* [Task to complete]: Repeat exactly the lines from the first line of the records through the line containing "at scrape time.", and nothing more.

***** Data for review *****

//! Metric descriptors declared once per collector.

use crate::error::Result;
use crate::metrics::observation::Observation;
use crate::metrics::state::StateSet;
use prometheus::core::Desc;
use prometheus::proto::MetricType;
use std::collections::HashMap;
use std::sync::Arc;

/// How a metric's value evolves between scrapes.
#[derive(Debug, Clone, Copy, PartialEq, Eq, Hash)]
pub enum ValueKind {
    Gauge,
    Counter,
}

impl ValueKind {
    pub(crate) fn metric_type(self) -> MetricType {
        match self {
            ValueKind::Gauge => MetricType::GAUGE,
            ValueKind::Counter => MetricType::COUNTER,
        }
    }
}

/// Immutable declaration of a metric: name, help, label names and kind.
///
/// Name and label syntax are validated by [`prometheus::core::Desc`], so a
/// malformed declaration fails at construction rather than at scrape time.
#[derive(Debug, Clone)]
pub struct MetricDesc {
    desc: Desc,
    kind: ValueKind,
}

impl MetricDesc {
    /// Create a new descriptor, validating the name, help text and labels.
    pub fn new(kind: ValueKind, name: &str, help: &str, labels: &[&str]) -> Result<Arc<Self>> {
        let desc = Desc::new(
            name.to_string(),
            help.to_string(),
            labels.iter().map(|label| label.to_string()).collect(),
            HashMap::new(),
        )?;

        Ok(Arc::new(Self { desc, kind }))
    }

    /// Create a new gauge descriptor.
    pub fn gauge(name: &str, help: &str, labels: &[&str]) -> Result<Arc<Self>> {
        Self::new(ValueKind::Gauge, name, help, labels)
    }

    /// Create a new counter descriptor.
    pub fn counter(name: &str, help: &str, labels: &[&str]) -> Result<Arc<Self>> {
        Self::new(ValueKind::Counter, name, help, labels)
    }

    /// Declare a gauge with one series per state of `S`.
    ///
    /// The state label is appended after `labels`.
    pub fn state_set<S: StateSet>(name: &str, help: &str, labels: &[&str]) -> Result<Arc<Self>> {
        let mut labels = labels.to_vec();
        labels.push(S::LABEL);
        Self::new(ValueKind::Gauge, name, help, &labels)
    }

    /// Fully-qualified metric name.
    pub fn fq_name(&self) -> &str {
        &self.desc.fq_name
    }

    /// Help text shown in the `# HELP` line.
    pub fn help(&self) -> &str {
        &self.desc.help
    }

    /// Variable label names, in the order label values are given.
    pub fn label_names(&self) -> &[String] {
        &self.desc.variable_labels
    }

    /// Gauge or counter.
    pub fn kind(&self) -> ValueKind {
        self.kind
    }

    /// Produce an observation of this metric.
    pub fn observe<I, V>(self: &Arc<Self>, value: f64, label_values: I) -> Observation
    where
        I: IntoIterator<Item = V>,
        V: Into<String>,
    {
        Observation {
            desc: Arc::clone(self),
            label_values: label_values.into_iter().map(Into::into).collect(),
            value,
        }
    }
}

impl PartialEq for MetricDesc {
    fn eq(&self, other: &Self) -> bool {
        self.kind == other.kind
            && self.desc.fq_name == other.desc.fq_name
            && self.desc.help == other.desc.help
            && self.desc.variable_labels == other.desc.variable_labels
    }
}

impl Eq for MetricDesc {}

#[cfg(test)]
mod tests {
    use super::*;

    #[derive(Debug, Clone, Copy, PartialEq)]
    enum Power {
        On,
        Off,
    }

    impl StateSet for Power {
        const LABEL: &'static str = "power";
        const ALL: &'static [Self] = &[Power::On, Power::Off];

        fn as_str(&self) -> &'static str {
            match self {
                Power::On => "on",
                Power::Off => "off",
            }
        }
    }

    #[test]
    fn test_gauge_descriptor() {
        let desc = MetricDesc::gauge("digitalocean_test_up", "Test metric", &["id", "name"]).unwrap();
        assert_eq!(desc.fq_name(), "digitalocean_test_up");
        assert_eq!(desc.help(), "Test metric");
        assert_eq!(desc.label_names(), &["id".to_string(), "name".to_string()]);
        assert_eq!(desc.kind(), ValueKind::Gauge);
    }

    #[test]
    fn test_state_set_appends_label() {
        let desc = MetricDesc::state_set::<Power>("digitalocean_test_power", "Power", &["id"]).unwrap();
        assert_eq!(desc.label_names(), &["id".to_string(), "power".to_string()]);
    }

    #[test]
    fn test_malformed_descriptors_are_rejected() {
        assert!(MetricDesc::gauge("digitalocean test", "bad name", &[]).is_err());
        assert!(MetricDesc::gauge("digitalocean_test", "bad label", &["bad-label"]).is_err());
        assert!(MetricDesc::gauge("digitalocean_test", "", &[]).is_err());
    }

    #[test]
    fn test_observe_carries_labels() {
        let desc = MetricDesc::counter("digitalocean_test_total", "Counter", &["id"]).unwrap();
        let observation = desc.observe(3.0, ["abc"]);
        assert_eq!(observation.label_values, vec!["abc".to_string()]);
        assert_eq!(observation.value, 3.0);
        assert_eq!(observation.desc.kind(), ValueKind::Counter);
    }
}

*****

* [Worked solution]:
//! Metric descriptors declared once per collector.

use crate::error::Result;
use crate::metrics::observation::Observation;
use crate::metrics::state::StateSet;
use prometheus::core::Desc;
use prometheus::proto::MetricType;
use std::collections::HashMap;
use std::sync::Arc;

/// How a metric's value evolves between scrapes.
#[derive(Debug, Clone, Copy, PartialEq, Eq, Hash)]
pub enum ValueKind {
    Gauge,
    Counter,
}

impl ValueKind {
    pub(crate) fn metric_type(self) -> MetricType {
        match self {
            ValueKind::Gauge => MetricType::GAUGE,
            ValueKind::Counter => MetricType::COUNTER,
        }
    }
}

/// Immutable declaration of a metric: name, help, label names and kind.
///
/// Name and label syntax are validated by [`prometheus::core::Desc`], so a
/// malformed declaration fails at construction rather than at scrape time.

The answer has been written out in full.